Hermann von Tappeiner (18 November 1847 in Meran - 12 January 1927 in Munich) was an Austrian pharmacologist. He was the son of anthropologist Franz Tappeiner (1816–1902).

He studied at the University of Innsbruck, the University of Göttingen, Leipzig University, Heidelberg University, and the University of Tübingen, receiving his doctorate in 1872. As a student, his influences included Carl Ludwig and Gustav von Hüfner at Leipzig University, and Robert Bunsen at Heidelberg University. In 1877, he obtained his habilitation at the Ludwig-Maximilians-Universität München. Two years later, he began teaching classes in physiology and dietetics at the veterinary school in Munich, and in 1884 became an associate professor of medicinal chemistry and pharmacology at the Ludwig-Maximilians-Universität München. In 1893, he was named a full professor of pharmacology at the Ludwig-Maximilians-Universität München, where he was also head of the institute of experimental pharmacology.
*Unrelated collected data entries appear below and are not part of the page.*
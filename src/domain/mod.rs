// Domain layer: value types and ports. No I/O here.

pub mod model;
pub mod ports;
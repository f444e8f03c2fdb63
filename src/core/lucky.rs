use crate::domain::model::LuckyStrategy;

const SEED_MODULUS: u32 = 100;
const CODE_MODULUS: u32 = 50;
const MIN_GAP: u32 = 10;
const REPAIR_STEP: u32 = 10;
const MAX_REPAIR_PASSES: usize = 3;

/// `(lp * pd * (birth_day + reference_day)) mod 100`, on single-digit LP/PD.
pub fn seed(lp_single: u32, pd_single: u32, birth_day: u32, reference_day: u32) -> u32 {
    (lp_single * pd_single * (birth_day + reference_day)) % SEED_MODULUS
}

/// Three codes in 1..=49, slot order preserved.
pub fn lucky_numbers(seed: u32, strategy: LuckyStrategy) -> [u32; 3] {
    let mut codes = strategy.offsets().map(|offset| (seed + offset) % CODE_MODULUS);
    avoid_zero(&mut codes);

    if strategy == LuckyStrategy::NarrowOffsetsWithRepair {
        repair_collisions(&mut codes);
        // 修正後可能再次出現 0
        avoid_zero(&mut codes);
    }

    codes
}

fn avoid_zero(codes: &mut [u32; 3]) {
    for code in codes.iter_mut() {
        if *code == 0 {
            *code = 1;
        }
    }
}

/// Pushes the later slot of any pair closer than `MIN_GAP` up by `REPAIR_STEP`.
/// Returns the number of passes that changed something.
fn repair_collisions(codes: &mut [u32; 3]) -> usize {
    let mut passes = 0;
    for _ in 0..MAX_REPAIR_PASSES {
        let mut changed = false;
        for i in 0..codes.len() {
            for j in (i + 1)..codes.len() {
                if codes[i].abs_diff(codes[j]) < MIN_GAP {
                    codes[j] = (codes[j] + REPAIR_STEP) % CODE_MODULUS;
                    changed = true;
                }
            }
        }
        if !changed {
            break;
        }
        passes += 1;
    }
    passes
}

pub fn format_code(code: u32) -> String {
    format!("{:02}", code)
}
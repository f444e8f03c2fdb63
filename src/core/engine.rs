use crate::core::lucky::{format_code, lucky_numbers, seed};
use crate::core::reducer::{digit_sum, reduce};
use crate::domain::model::{BirthDate, LuckyStrategy, NumerologyResult, ReferenceDate};
use crate::domain::ports::EngineSettingsProvider;
use crate::utils::error::BirthDateError;
use chrono::{FixedOffset, NaiveDate, Offset, Utc};
use regex::Regex;
use std::sync::OnceLock;

pub const DEFAULT_MIN_BIRTH_YEAR: i32 = 1900;
pub const DEFAULT_UTC_OFFSET_HOURS: i32 = 8;

#[derive(Debug, Clone, Copy, PartialEq, Eq)]
pub struct EngineSettings {
    pub min_birth_year: i32,
    pub reference_offset: FixedOffset,
    pub strategy: LuckyStrategy,
}

impl Default for EngineSettings {
    fn default() -> Self {
        Self {
            min_birth_year: DEFAULT_MIN_BIRTH_YEAR,
            reference_offset: utc_offset(DEFAULT_UTC_OFFSET_HOURS),
            strategy: LuckyStrategy::default(),
        }
    }
}

impl EngineSettingsProvider for EngineSettings {
    fn min_birth_year(&self) -> i32 {
        self.min_birth_year
    }

    fn reference_offset(&self) -> FixedOffset {
        self.reference_offset
    }

    fn strategy(&self) -> LuckyStrategy {
        self.strategy
    }
}

/// Fixed offset east of UTC; hours outside -23..=23 clamp to UTC.
pub fn utc_offset(hours: i32) -> FixedOffset {
    FixedOffset::east_opt(hours.saturating_mul(3600)).unwrap_or_else(|| Utc.fix())
}

fn birth_date_pattern() -> &'static Regex {
    static PATTERN: OnceLock<Regex> = OnceLock::new();
    PATTERN.get_or_init(|| {
        Regex::new(r"^(\d{4})([-/])(\d{1,2})([-/])(\d{1,2})$")
            .expect("birth date pattern is valid")
    })
}

/// Parses `YYYY-MM-DD` or `YYYY/MM/DD` (single separator style, one- or two-digit month/day).
pub fn parse_birth_date(
    text: &str,
    min_year: i32,
    max_year: i32,
) -> Result<BirthDate, BirthDateError> {
    let input = text.trim();
    let malformed = || BirthDateError::MalformedInput {
        input: input.to_string(),
    };

    let caps = birth_date_pattern().captures(input).ok_or_else(malformed)?;
    if caps[2] != caps[4] {
        return Err(malformed());
    }

    let year: i32 = caps[1].parse().map_err(|_| malformed())?;
    let month: u32 = caps[3].parse().map_err(|_| malformed())?;
    let day: u32 = caps[5].parse().map_err(|_| malformed())?;

    let date = NaiveDate::from_ymd_opt(year, month, day)
        .ok_or(BirthDateError::InvalidCalendarDate { year, month, day })?;

    if year < min_year || year > max_year {
        return Err(BirthDateError::YearOutOfRange {
            year,
            min_year,
            max_year,
        });
    }

    Ok(BirthDate::new(date))
}

#[derive(Debug, Clone, Default)]
pub struct NumerologyEngine {
    settings: EngineSettings,
}

impl NumerologyEngine {
    pub fn new(settings: EngineSettings) -> Self {
        Self { settings }
    }

    pub fn from_provider<P: EngineSettingsProvider + ?Sized>(provider: &P) -> Self {
        Self::new(EngineSettings {
            min_birth_year: provider.min_birth_year(),
            reference_offset: provider.reference_offset(),
            strategy: provider.strategy(),
        })
    }

    pub fn settings(&self) -> &EngineSettings {
        &self.settings
    }

    /// Validates the text against the reference day's year, then computes.
    pub fn derive(
        &self,
        birth_text: &str,
        reference: ReferenceDate,
    ) -> Result<NumerologyResult, BirthDateError> {
        let birth = parse_birth_date(birth_text, self.settings.min_birth_year, reference.year())?;
        Ok(self.compute(birth, reference))
    }

    pub fn compute(&self, birth: BirthDate, reference: ReferenceDate) -> NumerologyResult {
        let life_path = reduce(
            year_digit_sum(birth.year()) + digit_sum(birth.month()) + digit_sum(birth.day()),
        );

        let personal_day = reduce(
            digit_sum(birth.month())
                + digit_sum(birth.day())
                + year_digit_sum(reference.year())
                + digit_sum(reference.month())
                + digit_sum(reference.day()),
        );

        let lp_single = life_path.single_digit();
        let pd_single = personal_day.single_digit();
        let seed = seed(lp_single, pd_single, birth.day(), reference.day());
        let codes = lucky_numbers(seed, self.settings.strategy);

        tracing::debug!(
            birth = %birth,
            reference = %reference,
            life_path = life_path.value(),
            personal_day = personal_day.value(),
            seed,
            ?codes,
            "numerology computed"
        );

        NumerologyResult {
            birth,
            reference,
            life_path,
            personal_day,
            lucky_codes: codes.map(format_code),
            lucky_digit: pd_single,
        }
    }
}

// 驗證後年份必為正數
fn year_digit_sum(year: i32) -> u32 {
    digit_sum(year.unsigned_abs())
}
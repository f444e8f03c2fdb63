pub mod adapters;
pub mod config;
pub mod core;
pub mod domain;
pub mod utils;

#[cfg(feature = "cli")]
pub use config::CliConfig;

pub use adapters::{ChatCompletionNarrator, FixedClock, NarratorConfig, SystemClock};
pub use config::toml_config::TomlConfig;
pub use crate::core::{engine::NumerologyEngine, service::LuckService};
pub use domain::model::{BirthDate, LuckyStrategy, NumerologyResult, ReferenceDate, RootNumber};
pub use utils::error::{BirthDateError, LuckError, Result};
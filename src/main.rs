use chrono::{FixedOffset, NaiveDate, Utc};
use clap::Parser;
use lucky_numerology::core::Clock;
use lucky_numerology::utils::{logger, validation::Validate};
use lucky_numerology::{
    ChatCompletionNarrator, CliConfig, FixedClock, LuckError, LuckService, NarratorConfig,
    NumerologyEngine, SystemClock,
};
use std::sync::Arc;

const EXIT_CONFIG: i32 = 1;
const EXIT_REJECTED: i32 = 2;

#[tokio::main]
async fn main() -> anyhow::Result<()> {
    let config = CliConfig::parse();

    // 初始化日誌
    if config.log_json {
        logger::init_json_logger(config.verbose);
    } else {
        logger::init_cli_logger(config.verbose);
    }

    tracing::debug!("CLI config: {:?}", config);

    // 驗證配置
    if let Err(e) = config.validate() {
        fail(&e, EXIT_CONFIG);
    }

    // 載入設定檔
    let file = match config.load_toml().and_then(|file| file.validate().map(|_| file)) {
        Ok(file) => file,
        Err(e) => fail(&e, EXIT_CONFIG),
    };

    let settings = config.engine_settings(&file);
    tracing::debug!("Engine settings: {:?}", settings);
    let engine = NumerologyEngine::new(settings);

    // 旗標或 enabled 任一開啟即敘述；連線設定一律取自設定檔
    let narrator = if config.narrative || file.narrative_enabled() {
        match file.narrator_config(std::env::var("GROQ_API_KEY").ok()) {
            Ok(narrator) => Some(narrator),
            Err(e) => fail(&e, EXIT_CONFIG),
        }
    } else {
        None
    };

    // 建立時鐘並執行
    match config.today {
        Some(today) => {
            let clock = FixedClock::new(noon_utc(today, settings.reference_offset));
            run(LuckService::new(engine, clock), narrator, &config).await
        }
        None => run(LuckService::new(engine, SystemClock), narrator, &config).await,
    }
}

async fn run<C: Clock>(
    service: LuckService<C>,
    narrator: Option<NarratorConfig>,
    config: &CliConfig,
) -> anyhow::Result<()> {
    let result = match service.derive(&config.birth) {
        Ok(result) => result,
        Err(e) => fail(&e, EXIT_REJECTED),
    };

    let Some(narrator) = narrator else {
        if config.json {
            println!("{}", serde_json::to_string_pretty(&result)?);
        } else {
            println!("{}", result);
        }
        return Ok(());
    };

    let service = service.with_narrator(Arc::new(ChatCompletionNarrator::new(narrator)));
    let caption = service.narrate(&result).await;

    // 敘述失敗時 caption 為備援訊息，仍以成功結束
    if config.json {
        let output = serde_json::json!({ "result": result, "narrative": caption });
        println!("{}", serde_json::to_string_pretty(&output)?);
    } else {
        println!("{}", caption);
    }

    Ok(())
}

fn noon_utc(day: NaiveDate, offset: FixedOffset) -> chrono::DateTime<Utc> {
    let local_noon = day.and_hms_opt(12, 0, 0).unwrap_or_default();
    (local_noon - offset).and_utc()
}

fn fail(e: &LuckError, code: i32) -> ! {
    // 輸入錯誤只記 info，其餘附上建議
    if e.is_validation() {
        tracing::info!("Birth date rejected: {}", e);
    } else {
        tracing::error!("❌ {}", e);
        tracing::error!("💡 Suggestion: {}", e.recovery_suggestion());
    }
    eprintln!("❌ {}", e.user_friendly_message());
    std::process::exit(code);
}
In 1904, he coined the term "photodynamic reaction". He is credited as being the first to perform photodynamic therapy (PDT) in humans — beginning in 1903, with dermatologist Albert Jesionek, he conducted experiments via the topical application of photosensitive dye to various skin diseases, followed by exposure to a light source (sunlight or an arc lamp). Also, he eventually came to understand the necessary role that atmospheric oxygen played in the photodynamic process.

== Selected works ==
- Anleitung zu chemisch-diagnostischen Untersuchungen am Krankenbette (1885, 5th edition 1892); translated into English in 1898 as "Introduction to chemical methods of clinical diagnosis".
- Lehrbuch der Arzneimittellehre und Arzneiverordnungslehre unter besonderer Berücksichtigung der deutschen und österreichischen Pharmakopoe (1890, 15th edition 1922) - Textbook of materia medica and the medical regulation doctrine: with special consideration of German and Austrian pharmacopoeia.
- Die sensibilisierende Wirkung fluorescierender Substanzen; gesammelte Untersuchungen über die photodynamische Erscheinung (1907, with Albert Jodlbauer) - Sensitized fluorescent substances; collected research on the photodynamic phenomenon.